Dengan tas kresek berisi camilan
kuping tikus, saya keliling jalan kaki, kadang naik sepeda mini, dari satu
tempat ke tempat yang lain. Saya juga menyempatkan diri untuk mengintip jajan
basah titipan Mama di beberapa toko kue. Salah satunya di toko Asia. Di sana,
kue bikinan Mama terdisplay dengan rapi dan bisa dilihat dari luar. Saya bisa
menghitung berapa yang sudah laku.
Selesai mengantar kue-kue itu, saya
membantu jualan di rumah. Rutinitas itu
berjalan bertahun-tahun. Tidak ada waktu untuk bermain dengan teman sebaya.
Tidak punya kesempatan untuk menikmati masa kecil seperti umumnya anak-anak
seusia saya. Seluruh waktu terpakai untuk sekolah dan membantu orangtua.
Kembali ke camilan kuping tikus.
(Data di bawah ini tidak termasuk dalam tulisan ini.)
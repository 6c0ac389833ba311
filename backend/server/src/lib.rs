//! Documentation of a recipe sharing blog backend.
//!
//!
//!
//! # General Infrastructure
//! - User goes to the public endpoint running the reverse proxy
//! - Proxy checks the session and forwards to this server with the user's id in `x-user-id`
//! - This server never sees passwords or tokens, only the resolved id
//! - Requests without the header can still read recipes, but cannot write
//!
//!
//!
//! # Ownership
//!
//! **Goal**: Only the author of a recipe may change or remove it, without ever telling anyone
//! else whether a given recipe id exists.
//!
//! - Every write matches on both `_id` and `author`
//! - No separate "can this user edit" lookup, the match is the check
//! - Wrong id, wrong owner, or both: the write matches nothing
//! - Update answers 404, delete answers `{ "deletedCount": 0 }`
//!
//!
//!
//! # Notes
//!
//! ## Redis
//! Recipes are small JSON documents, a few hundred bytes each. A Redis hash holds all of them,
//! keyed by id, with one set per author so "recipes by user" does not scan the whole hash.
//!
//! Writes that need an ownership check run as Lua scripts, which Redis executes atomically.
//! That keeps check and write in one round trip with no window between them.
//!
//! ## Concurrent edits
//! No version numbers. Two edits to the same recipe both apply, last one wins.
//!
//!
//!
//! # Setup
//!
//! Run against a local Redis.
//! ```sh
//! REDIS_URL=redis://127.0.0.1:6379 RUST_LOG=info cargo run -p cookbook
//! ```
//!
//! Run with nothing persisted.
//! ```sh
//! STORE_BACKEND=memory RUST_LOG=debug cargo run -p cookbook
//! ```
//!
//! Load the sample recipes for a user.
//! ```sh
//! cargo run -p seed -- backend/seed/recipes.json hello
//! ```
//!
//!
//!
//! # Environment
//!
//! | Variable | Default |
//! |---|---|
//! | `RUST_PORT` | `3001` |
//! | `REDIS_URL` | `redis://127.0.0.1:6379` |
//! | `STORE_BACKEND` | `redis` |
//! | `ACTOR_HEADER` | `x-user-id` |
//!
//! Secrets are read from `/run/secrets`, currently only `REDIS_PASSWORD`.
use std::{sync::Arc, time::Duration};

use axum::{
    Router,
    http::{HeaderName, Method, header::CONTENT_TYPE},
    routing::{get, post},
};
use signal::{
    ctrl_c,
    unix::{SignalKind, signal},
};
use tokio::{net::TcpListener, signal};
use tower_http::cors::CorsLayer;
use tracing::{info, warn};
use tracing_subscriber::{EnvFilter, fmt};

pub mod config;
pub mod database;
pub mod error;
pub mod recipes;
pub mod routes;
pub mod state;
pub mod store;
pub mod users;
pub mod utils;

use config::Config;
use routes::{
    create_recipe_handler, create_user_handler, delete_recipe_handler, get_recipe_handler,
    get_user_handler, health_handler, list_recipes_handler, update_recipe_handler,
};
use state::State;

pub fn build_router(state: Arc<State>) -> Router {
    let cors = cors(state.config.actor_header.clone());

    Router::new()
        .route("/health", get(health_handler))
        .route(
            "/recipes",
            get(list_recipes_handler).post(create_recipe_handler),
        )
        .route(
            "/recipes/{id}",
            get(get_recipe_handler)
                .patch(update_recipe_handler)
                .put(update_recipe_handler)
                .delete(delete_recipe_handler),
        )
        .route("/users", post(create_user_handler))
        .route("/users/{id}", get(get_user_handler))
        .layer(cors)
        .with_state(state)
}

fn cors(actor_header: HeaderName) -> CorsLayer {
    CorsLayer::new()
        .allow_methods([
            Method::GET,
            Method::POST,
            Method::PATCH,
            Method::PUT,
            Method::DELETE,
            Method::OPTIONS,
        ])
        .allow_headers([CONTENT_TYPE, actor_header])
        .max_age(Duration::from_secs(60 * 60))
}

pub async fn start_server() -> anyhow::Result<()> {
    fmt().with_env_filter(EnvFilter::from_default_env()).init();

    info!("Loading config...");
    let config = Config::load()?;

    info!("Initializing state...");
    let state = State::new(config).await?;

    info!("Starting server...");
    let app = build_router(state.clone());

    let address = format!("0.0.0.0:{}", state.config.port);
    info!("Binding to {address}");

    let listener = TcpListener::bind(&address).await?;
    info!("Server running on {address}");

    axum::serve(listener, app)
        .with_graceful_shutdown(shutdown_signal())
        .await?;

    info!("Server shut down");

    Ok(())
}

async fn shutdown_signal() {
    let ctrl_c = async {
        match ctrl_c().await {
            Ok(()) => info!("Received Ctrl+C, shutting down"),
            Err(e) => {
                warn!("Failed to install Ctrl+C handler: {e}");
                std::future::pending::<()>().await;
            }
        }
    };

    #[cfg(unix)]
    let terminate = async {
        match signal(SignalKind::terminate()) {
            Ok(mut terminate) => {
                terminate.recv().await;
                info!("Received terminate signal, shutting down");
            }
            Err(e) => {
                warn!("Failed to install signal handler: {e}");
                std::future::pending::<()>().await;
            }
        }
    };

    #[cfg(not(unix))]
    let terminate = std::future::pending::<()>();

    tokio::select! {
        _ = ctrl_c => {},
        _ = terminate => {},
    }
}
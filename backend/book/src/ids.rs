//! # Record Ids
//!
//! 12 bytes, shown as 24 hex characters so ids look the same as the ones the
//! old Mongo-backed frontend already links to.
//!
//! - 4 bytes: big-endian creation time in seconds
//! - 5 bytes: random per process
//! - 3 bytes: counter, starts at a random value
use std::{
    fmt::{self, Display},
    str::FromStr,
    sync::{
        OnceLock,
        atomic::{AtomicU32, Ordering},
    },
};

use chrono::Utc;
use serde::{Deserialize, Deserializer, Serialize, Serializer, de};
use thiserror::Error;

pub const ID_LEN: usize = 12;

#[derive(Error, Debug, Clone, PartialEq, Eq)]
#[error("Cast to ObjectId failed for value \"{0}\"")]
pub struct ParseIdError(pub String);

#[derive(Clone, Copy, PartialEq, Eq, Hash, PartialOrd, Ord)]
pub struct RecordId([u8; ID_LEN]);

static PROCESS_BYTES: OnceLock<[u8; 5]> = OnceLock::new();
static COUNTER: OnceLock<AtomicU32> = OnceLock::new();

impl RecordId {
    pub fn generate() -> Self {
        let seconds = Utc::now().timestamp() as u32;
        let process = PROCESS_BYTES.get_or_init(rand::random::<[u8; 5]>);
        let count = COUNTER
            .get_or_init(|| AtomicU32::new(rand::random::<u32>()))
            .fetch_add(1, Ordering::Relaxed);

        let mut bytes = [0u8; ID_LEN];
        bytes[..4].copy_from_slice(&seconds.to_be_bytes());
        bytes[4..9].copy_from_slice(process);
        // low 24 bits of the counter
        bytes[9..].copy_from_slice(&count.to_be_bytes()[1..]);

        Self(bytes)
    }
}

impl FromStr for RecordId {
    type Err = ParseIdError;

    fn from_str(s: &str) -> Result<Self, Self::Err> {
        if s.len() != ID_LEN * 2 {
            return Err(ParseIdError(s.to_string()));
        }

        let mut bytes = [0u8; ID_LEN];
        hex::decode_to_slice(s, &mut bytes).map_err(|_| ParseIdError(s.to_string()))?;

        Ok(Self(bytes))
    }
}

impl Display for RecordId {
    fn fmt(&self, f: &mut fmt::Formatter<'_>) -> fmt::Result {
        f.write_str(&hex::encode(self.0))
    }
}

impl fmt::Debug for RecordId {
    fn fmt(&self, f: &mut fmt::Formatter<'_>) -> fmt::Result {
        write!(f, "RecordId({self})")
    }
}

impl Serialize for RecordId {
    fn serialize<S: Serializer>(&self, serializer: S) -> Result<S::Ok, S::Error> {
        serializer.collect_str(self)
    }
}

impl<'de> Deserialize<'de> for RecordId {
    fn deserialize<D: Deserializer<'de>>(deserializer: D) -> Result<Self, D::Error> {
        let raw = String::deserialize(deserializer)?;
        raw.parse().map_err(de::Error::custom)
    }
}

#[cfg(test)]
mod tests {
    use super::*;

    #[test]
    fn test_parse_and_display() {
        let id: RecordId = "65a1b2c3d4e5f60718293a4b".parse().unwrap();
        assert_eq!(id.to_string(), "65a1b2c3d4e5f60718293a4b");

        let upper: RecordId = "65A1B2C3D4E5F60718293A4B".parse().unwrap();
        assert_eq!(upper, id);
    }

    #[test]
    fn test_zero_id_is_well_formed() {
        let id: RecordId = "000000000000000000000000".parse().unwrap();
        assert_eq!(id.to_string(), "0".repeat(ID_LEN * 2));
    }

    #[test]
    fn test_malformed() {
        assert!("".parse::<RecordId>().is_err());
        assert!("1234".parse::<RecordId>().is_err());
        assert!("zzzzzzzzzzzzzzzzzzzzzzzz".parse::<RecordId>().is_err());
        assert!("000000000000000000000000a".parse::<RecordId>().is_err());

        let err = "nope".parse::<RecordId>().unwrap_err();
        assert!(err.to_string().contains("\"nope\""));
    }

    #[test]
    fn test_generate_unique() {
        let a = RecordId::generate();
        let b = RecordId::generate();
        assert_ne!(a, b);

        let (a, b) = (a.to_string(), b.to_string());
        assert_eq!(a[8..18], b[8..18]);
        assert_ne!(&a[..8], "00000000");
    }

    #[test]
    fn test_serde_as_string() {
        let id: RecordId = "65a1b2c3d4e5f60718293a4b".parse().unwrap();
        let json = serde_json::to_string(&id).unwrap();
        assert_eq!(json, "\"65a1b2c3d4e5f60718293a4b\"");
        assert_eq!(serde_json::from_str::<RecordId>(&json).unwrap(), id);
        assert!(serde_json::from_str::<RecordId>("\"bad\"").is_err());
    }
}
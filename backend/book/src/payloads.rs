//! Listing options shared by the query string and the service layer.
use std::cmp::Ordering;

use serde::{Deserialize, Serialize};

use crate::Recipe;

#[derive(Debug, Clone, Copy, Default, PartialEq, Eq, Serialize, Deserialize)]
pub enum SortBy {
    #[default]
    #[serde(rename = "createdAt")]
    CreatedAt,
    #[serde(rename = "updatedAt")]
    UpdatedAt,
    #[serde(rename = "name")]
    Name,
}

impl SortBy {
    pub fn compare(self, a: &Recipe, b: &Recipe) -> Ordering {
        match self {
            SortBy::CreatedAt => a.created_at.cmp(&b.created_at),
            SortBy::UpdatedAt => a.updated_at.cmp(&b.updated_at),
            SortBy::Name => a.name.cmp(&b.name),
        }
    }
}

#[derive(Debug, Clone, Copy, Default, PartialEq, Eq, Serialize, Deserialize)]
pub enum SortOrder {
    #[serde(rename = "ascending", alias = "asc")]
    Ascending,
    #[default]
    #[serde(rename = "descending", alias = "desc")]
    Descending,
}

#[derive(Debug, Clone, Copy, Default, PartialEq, Eq, Serialize, Deserialize)]
#[serde(rename_all = "camelCase")]
pub struct ListOptions {
    #[serde(default)]
    pub sort_by: SortBy,
    #[serde(default)]
    pub sort_order: SortOrder,
}

impl ListOptions {
    pub fn new(sort_by: SortBy, sort_order: SortOrder) -> Self {
        Self {
            sort_by,
            sort_order,
        }
    }

    /// Stable sort, so ties keep whatever order the store returned.
    pub fn sort(&self, recipes: &mut [Recipe]) {
        recipes.sort_by(|a, b| {
            let ordering = self.sort_by.compare(a, b);
            match self.sort_order {
                SortOrder::Ascending => ordering,
                SortOrder::Descending => ordering.reverse(),
            }
        });
    }
}

/// `GET /recipes` query string. An empty `author` means every author.
#[derive(Debug, Clone, Default, Deserialize)]
#[serde(rename_all = "camelCase")]
pub struct RecipeQuery {
    #[serde(default)]
    pub author: Option<String>,
    #[serde(default)]
    pub sort_by: Option<SortBy>,
    #[serde(default)]
    pub sort_order: Option<SortOrder>,
}

impl RecipeQuery {
    pub fn author(&self) -> Option<&str> {
        self.author.as_deref().filter(|author| !author.is_empty())
    }

    pub fn options(&self) -> ListOptions {
        ListOptions::new(
            self.sort_by.unwrap_or_default(),
            self.sort_order.unwrap_or_default(),
        )
    }
}

#[derive(Debug, Clone, PartialEq, Eq, Serialize, Deserialize)]
#[serde(rename_all = "camelCase")]
pub struct DeleteResult {
    pub deleted_count: u64,
}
Di
pasaran juga ada kue sejenis. Serupa tapi tidak sama. Namanya kue kuping gajah. Sama-sama gurih,
renyah dan manis. Bedanya kuping tikus bentuknya lebih kecil dari kuping gajah.
Keunggulan buatan Mama, ada aroma wangi yang khas karena dalam proses produksi ditetesi essence
vanili merk Lonceng. Hal itu sangat disukai anak-anak dan orang
dewasa. Boleh dibilang, kuping tikus
merupakan inovasi dari camilan kuping gajah.
Cara pembuatan camilan ini sama seperti
membuat kerupuk. Tapi, bahan kerupuk dari tepung kanji sementara kuping
tikus dari tepung gaplek. Setelah dipotong kecil-kecil, lalu dikeringkan dengan
bantuan sinar matahari. Pada musim kemarau, Mama memproduksi dalam jumlah
banyak sebagai stok ketika datang musim penghujan. Biasanya disebut ‘krecek’.
Stok krecek ini jika mau dipasarkan,
harus digoreng terlebih dahulu. Sama seperti menggoreng kerupuk. Setelah mekar
dan matang, kuping tikus itu dilapisi gula mendidih yang sudah ditetesi essence vanili. Ketika kering, kuping
tikus ini terasa renyah, gurih dan manis karena ada lapisan gula tipis yang
beraroma wangi vanili tadi.
Dengan sistem
krecek ini, kita bisa jualan kuping tikus di segala musim. Pada musim hujan masih bisa
jualan tanpa memikirkan masalah produksi. Dan camilan ini sangat laris pada
musim hujan. Sebab, pada musim hujan, kuping tikus salah satu camilan paling
laris. Dijual dalam kemasan plastik kecil yang direkatkan dengan api lilin.
Harganya per plastik Rp 4. Oleh pemilik
warung dan bakul mlijo dijual dengan
harga Rp 5 rupiah.
Bagi saya, camilan kuping tikus itu,
sesuatu yang fenomenal. Camilan renyah
dan gurih itu adalah butiran sejarah perjuangan masa lalu. Untuk mengenang kembali masa-masa sulit itu,
pada setiap acara wisuda Akpar (Akademi Parawisata) Majapahit, kuping tikus
selalu kami hidangkan kepada para undangan.